Was ist die maximal zulässige Länge eines 6 Pin Mini DIN Kabels ohne dabei Datenverluste zu bekommen? Würde ich bei mehr als 300m Probleme bekommen?


----------



## Nitrozin (4 Dezember 2009)

Hi,

kommt wohl auf die Hardware an.
Wenn das für Maus und Tastatur sein soll dann lnimm einen KVM-Switch.
Aus eigener Erfahrung kann ich nur sagen das wir stellenweise schon ab
10m (Standardverlängerung PS2) Probleme hatten.

Gruß Volker


----------



## Gerhard Bäurle (4 Dezember 2009)

SolSna schrieb:


> ...
> Was ist die maximal zulässige Länge eines 6 Pin Mini DIN Kabels ohne dabei Datenverluste zu bekommen? Würde ich bei mehr als 300m Probleme bekommen?



Hallo,

300m geht nur mit aktiven Komponenten, z. B. von *Lindy*.

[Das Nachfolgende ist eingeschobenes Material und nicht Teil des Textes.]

use url::Url;

/// Returns a copy of `url` with the given query parameters appended.
///
/// Parameters with a `None` value are omitted entirely instead of being serialized as empty
/// strings. Query parameters already present on `url` are preserved.
pub(crate) fn with_query_params<'a>(
    url: &Url,
    params: impl IntoIterator<Item = (&'a str, Option<&'a str>)>,
) -> Url {
    let mut url = url.clone();
    {
        let mut pairs = url.query_pairs_mut();
        for (key, value) in params {
            if let Some(value) = value {
                pairs.append_pair(key, value);
            }
        }
    }
    // query_pairs_mut() leaves a dangling "?" behind when no pairs were appended.
    if url.query() == Some("") {
        url.set_query(None);
    }
    url
}

#[cfg(test)]
mod tests {
    use url::Url;

    use super::with_query_params;

    #[test]
    fn appends_params_and_preserves_existing_query() {
        let url = Url::parse("https://example.com/webview.html?flag=1").unwrap();
        let url = with_query_params(
            &url,
            [
                ("nvtnclb-screen", Some("home")),
                ("nvtnclb-experiment", None),
            ],
        );
        assert_eq!(
            url.as_str(),
            "https://example.com/webview.html?flag=1&nvtnclb-screen=home"
        );
    }

    #[test]
    fn omits_none_values_entirely() {
        let url = Url::parse("https://example.com/webview.html").unwrap();
        let url = with_query_params(
            &url,
            [
                ("nvtnclb-clientid", None),
                ("nvtnclb-screen", Some("home")),
            ],
        );
        assert_eq!(
            url.as_str(),
            "https://example.com/webview.html?nvtnclb-screen=home"
        );
    }

    #[test]
    fn leaves_no_dangling_question_mark_when_all_values_are_none() {
        let url = Url::parse("https://example.com/webview.html").unwrap();
        let result = with_query_params(
            &url,
            [("nvtnclb-experiment", None), ("nvtnclb-treatment", None)],
        );
        assert_eq!(result.query(), None);
        assert_eq!(result, url);
    }

    #[test]
    fn percent_encodes_values() {
        let url = Url::parse("https://example.com/webview.html").unwrap();
        let url = with_query_params(&url, [("nvtnclb-screen", Some("home screen/1"))]);
        assert_eq!(url.query(), Some("nvtnclb-screen=home+screen%2F1"));
    }
}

Lindy bietet hohe Leistung, lässt sich das aber gut bezahlen.
Es sollte auch günstigere Anbieter geben.


----------



## Lars Weiß (5 Dezember 2009)

SolSna schrieb:


> Hallo,
> 
> ich hätte da mal eine Frage:
> 
> Was ist die maximal zulässige Länge eines 6 Pin Mini DIN Kabels ohne dabei Datenverluste zu bekommen? Würde ich bei mehr als 300m Probleme bekommen?



Was wird denn überhaupt über besagtes Kabel übertragen ???


----------



## Gerhard Bäurle (5 Dezember 2009)

Lars Weiß schrieb:


> Was wird denn überhaupt über besagtes Kabel übertragen ???



Hallo, meine Glaskugel hat Mini-Din 6-polig mit PS/2, also Maus 
und Tastatur i. V. gebracht. Kann aber auch ein *Steuersignal 
zum Schalten des optischen Bypass*  sein ...


----------